Hi Edward,
On 09.09.22 04:15, Edward O'Callaghan via flashrom wrote:
While refactoring flashrom.c to move towards a reentrant flashrom a pragmatic choice of utilising NULLity to represent the default state of a struct at instiation was used in the following and related commits - https://review.coreboot.org/c/flashrom/+/67391/
I had some trouble parsing this. I've never seen the term nullity in a programming context. I first assumed what is meant is that we use the fact that struct fields unmentioned in an initialization are 0 (which works as NULL for pointers). But later nothing made sense, so maybe: do you mean the 'meaning' (or interpretation of struct contents) when you write 'state'?
Basically using NULL as the default state rather than an invalid state allows for memory address by value to be in a boolean state of either 'defined to be default' or 'defined to be custom' - over that of a tristate of 'defiled to be default explicitly', 'defined to be custom' or NULL which must be manually validated as 'invalid'. This is quite pragmatic as we can rid ourselves of explicit nullarity checks at runtime and instead have always defined reasonable defaults at compile-time thus making functions domains more well defined at compile-time. It is also pragmatic and arguably more modern from the stand-point of requiring less code to effectively obtain a valid value from the instantiated type not unlike Rust's Default trait or Ada's ability to have default values in a Record and so on.
TL;DR I agree it seems modern. But implicit behavior can also make it harder to understand code, especially for new people. Also, every case can be different.
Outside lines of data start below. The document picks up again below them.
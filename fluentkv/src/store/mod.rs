//! The DataStore capability boundary.
//!
//! Operation builders depend only on [`DataStoreProvider`], the narrow raw
//! contract (`get_raw`, `set_raw`, `compare_and_set_raw`, `increment_raw`,
//! `touch_raw`, `enumerate_raw`). Anything that can honour it, from an
//! embedded engine to a network client, can sit behind a [`DataStore`].
//!
//! # Backends
//!
//! - **In-Memory**: [`memory::InMemoryDataStore`], an ordered concurrent map
//!   with TTL expiry and per-entry versions, for tests and embedded use

mod data_store;
pub mod memory;

pub use data_store::*;

#[cfg(test)]
pub(crate) use data_store::tests::recording_store;
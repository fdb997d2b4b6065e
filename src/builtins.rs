//! Built-in resources provided by the runtime itself.

use once_cell::sync::Lazy;

use crate::context::Context;
use crate::key::Key;
use crate::resource::Resource;

const NAMESPACE: &str = "rewire.builtins";

static CONTEXT: Lazy<Resource<Context>> =
    Lazy::new(|| Resource::from_key(Key::new_unchecked("context", NAMESPACE)));

/// The current-context resource.
///
/// Resolving it yields a handle to the resolving context itself, letting a
/// factory reach its scope explicitly instead of through the provider
/// argument. The handle is never pooled and never released.
///
/// # Examples
///
/// ```rust
/// use rewire::{builtins, Container, Provider};
///
/// Container::new()
///     .context(&[], |cx| {
///         let current = cx.resolve(&builtins::context())?;
///         assert!(current.is_same(cx));
///         Ok(())
///     })
///     .unwrap();
/// ```
pub fn context() -> Resource<Context> {
    CONTEXT.clone()
}

pub(crate) fn is_current_context(key: &Key) -> bool {
    key.canonical_name() == CONTEXT.canonical_name()
}
use rewire::{DiError, Key, Resource, ResourceIdentity};
use std::collections::hash_map::DefaultHasher;
use std::collections::HashMap;
use std::hash::{Hash, Hasher};

fn hash_of(key: &Key) -> u64 {
    let mut hasher = DefaultHasher::new();
    key.hash(&mut hasher);
    hasher.finish()
}

#[test]
fn test_canonical_name_joins_namespace_and_name() {
    let key = Key::new("db_path", "app.storage").unwrap();
    assert_eq!(key.name(), "db_path");
    assert_eq!(key.namespace(), "app.storage");
    assert_eq!(key.canonical_name(), "app.storage.db_path");
}

#[test]
fn test_name_rejects_dot() {
    match Key::new("a.b", "app") {
        Err(DiError::InvalidName { name }) => assert_eq!(name, "a.b"),
        other => panic!("expected InvalidName, got {:?}", other),
    }
    // The namespace is free-form; dots are its whole point.
    assert!(Key::new("leaf", "deeply.nested.module").is_ok());
}

#[test]
fn test_identity_is_structural() {
    let a = Key::new("db", "app").unwrap();
    let b = Key::new("db", "app").unwrap();
    let c = Key::new("db", "other").unwrap();

    assert_eq!(a, b);
    assert_eq!(hash_of(&a), hash_of(&b));
    assert_ne!(a, c);

    // Independently constructed keys address the same map slot.
    let mut map = HashMap::new();
    map.insert(a, 1);
    map.insert(b, 2);
    assert_eq!(map.len(), 1);
}

#[test]
fn test_ordering_follows_canonical_name() {
    let mut keys = vec![
        Key::new("b", "zz").unwrap(),
        Key::new("a", "app").unwrap(),
        Key::new("z", "app").unwrap(),
    ];
    keys.sort();
    let names: Vec<&str> = keys.iter().map(|k| k.canonical_name()).collect();
    assert_eq!(names, vec!["app.a", "app.z", "zz.b"]);
}

#[test]
fn test_resource_exposes_its_key() {
    let res: Resource<String> = Resource::new("config", "app").unwrap();
    assert_eq!(res.name(), "config");
    assert_eq!(res.namespace(), "app");
    assert_eq!(res.canonical_name(), "app.config");
    assert_eq!(res.key().canonical_name(), "app.config");
}

#[test]
fn test_resource_name_validation_mirrors_key() {
    let err = Resource::<u32>::new("a.b", "app").unwrap_err();
    assert!(matches!(err, DiError::InvalidName { .. }));
}

#[test]
fn test_clones_share_identity() {
    let res: Resource<u32> = Resource::new("port", "app").unwrap();
    let dup = res.clone();
    assert_eq!(res.key(), dup.key());
    assert_eq!(hash_of(res.key()), hash_of(dup.key()));
}

#[test]
fn test_debug_shows_canonical_name() {
    let key = Key::new("db", "app").unwrap();
    assert_eq!(format!("{:?}", key), "Key(\"app.db\")");

    let res: Resource<u32> = Resource::new("db", "app").unwrap();
    assert_eq!(format!("{:?}", res), "Resource(\"app.db\")");
}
There is always the question how it looks to the reader, i.e. will they know that there is a default action or will they wrongfully assume that NULL means there will be no action carried out. In case of the `delay` action, I think we are safe. That we need to delay is not an aspect of the programmer driver; it can only decide how we delay. So that there is always a (default) delay seems clear.
Other cases might be less clear. And there are even cases where explicit NULL checks should still be done, for instance when two custom implemen- tations are mutually exclusive. And now the meanest example of all: Our default_spi_command() and default_spi_multicommand(). It's ok to have custom implementations for each of them and also for both of them. But we need at least one of them. So rules may be more complex than 'NULL is ok' / 'NULL is not ok', and then checks can't be avoided even if we use NULL-means-default.
There is another aspect that I don't feel strong about. IMO, it is more important to educate each other to avoid NULL in the first place than to check for it everywhere. There are a few cases where it makes sense to check, though. For instance it is easy to miss a field in our structs full of function pointers (e.g. `flashchip` `*_master`). Now, if we pro- vide a (default) meaning to NULL in some cases, that might trick inex- perienced developers into thinking that NULL is generally allowed.